O Nordeste detem mais de 90% do rebanho caprino brasileiro e o Piauí é o maior produtor da espécie. A grande diferença é que os 7 a 8% restantes, que está praticamente no Sudesde é a parte do rebanho que tem qualidade genética e função econômica definida.

Há muito esforço no Nordeste para introduzir melhoramentos genéticos e definir claramente funções para esse rebanho: leite, corte, pele, pelo. A Universidade Estadual do Ceará e a Embrapa/Caprinos em Sobral-CE vêm empenhadas na pesquisa e formação de quadros específicos para o desenvolvimento da caprinocultura regional.

Meu marido era pediatra, pesquisador e inventor de tecnologias simplificadas . Produziu um equipamento para inseminação artificial de caprinos e ovinos que foi competitivo em relação aos importados de procedência francesa e americana. Acreditavam os pesquisadores que em tempo relativamente curto o uso da tecnologia iria possibilitar na região uma produção de leite de cabra capaz de atender a alimentação de crianças pobres sem maiores investimentos governamentais. Essa pecuária está nas mãos de pequenos, micro, micro, micro agricultores que criam na corda ,ou, de médios, que fazem criação extensiva. Retorno econômico absolutamente inexpressivo. ZERO em alguns casos.

O Piauí tem uma culinária muito rica: ingredientes do pequeno litoral e muita comida diferente do interior, inclusive bode e carneiro preparados ao leite de coco. Nunca encontrei esse preparo em outros locais. Mas... comidas do interior, de estado pobre .... não aparece em livros!!!

Sendo Teresina a única capital nordestina que fica no interior, a influência de crustáceos e de peixes de água salgada na alimentação típica é bem inferior àquela que se pratica nas demais capitais. O assunto é vasto e bom para conversas sobre o Piauí”.


Ao ler uma coisa assim estimulante, me ponho a pensar sobre a verdadeira compreensão que os cozinheiros profissionais têm sobre as raças brasileiras de animais. As nossas cabras são das raças Canindé, Moxotó, Gurgéia, Marota, Repartida, Rabo Largo. Para que elas servem, isto é, quais suas principais características úteis? Tirante alguns raros criadores e alguns técnicos da Embrapa, ninguém sabe.

E não se sabe por aquela velha razão: cozinha-se, nos grandes centros urbanos, de costas para o interior do país. A “baixa produtividade” de qualquer espécie é um falso problema, está claro. Ele só existe quando se está diante da mercadoria genérica. A “baixa produtividade” simplesmente não existe para o mercado de gastronomia, onde as coisas são ammenities, não commodities. Está claro!

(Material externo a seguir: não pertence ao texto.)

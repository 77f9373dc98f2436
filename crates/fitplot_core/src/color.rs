//! Display color allocation for new series and datasets.
//!
//! The caller passes in the colors already in use, so allocation carries no
//! hidden state and is deterministic until the palette runs out.

use rand::Rng;
use rustc_hash::FxHashSet;

/// Ordered palette handed out before falling back to random colors.
pub const PALETTE: [&str; 10] = [
    "#1f77b4", "#ff7f0e", "#2ca02c", "#d62728", "#9467bd", "#8c564b", "#e377c2", "#7f7f7f",
    "#bcbd22", "#17becf",
];

/// First palette entry not present in `used`, or a random `#rrggbb` once
/// the palette is exhausted.
///
/// Comparison ignores ASCII case so `#1F77B4` counts as used.
pub fn next_color<'a>(used: impl IntoIterator<Item = &'a str>) -> String {
    next_color_with_rng(used, &mut rand::thread_rng())
}

/// [`next_color`] with an explicit random source for the exhausted case.
pub fn next_color_with_rng<'a, R: Rng + ?Sized>(
    used: impl IntoIterator<Item = &'a str>,
    rng: &mut R,
) -> String {
    let used: FxHashSet<String> = used.into_iter().map(str::to_ascii_lowercase).collect();
    match PALETTE.iter().find(|c| !used.contains(**c)) {
        Some(c) => (*c).to_string(),
        None => {
            let color = random_hex_color(rng);
            tracing::trace!("palette exhausted, using {color}");
            color
        }
    }
}

/// A random opaque color as `#rrggbb`. May collide with a color in use.
pub fn random_hex_color<R: Rng + ?Sized>(rng: &mut R) -> String {
    let rgb: u32 = rng.gen_range(0..=0xFF_FFFF);
    format!("#{rgb:06x}")
}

Vejamos um exemplo. O queijo Idiazabal, feito com leite cru no país Basco, é produto exclusivo do leite das ovelhas de raça laxta. Ela estava praticamente extintas antes do boom mundial desse queijo no mercado gastronômico. A sua difusão, contribuiu decisivamente para a restauração da raça laxta. É um caso inequívoco de como a “gastronomia” pode servir ao objetivo maior da sustentabilidade. O terroir desse queijo foi definido em 1987 e salvou a raça tradicional, pouco “produtiva”.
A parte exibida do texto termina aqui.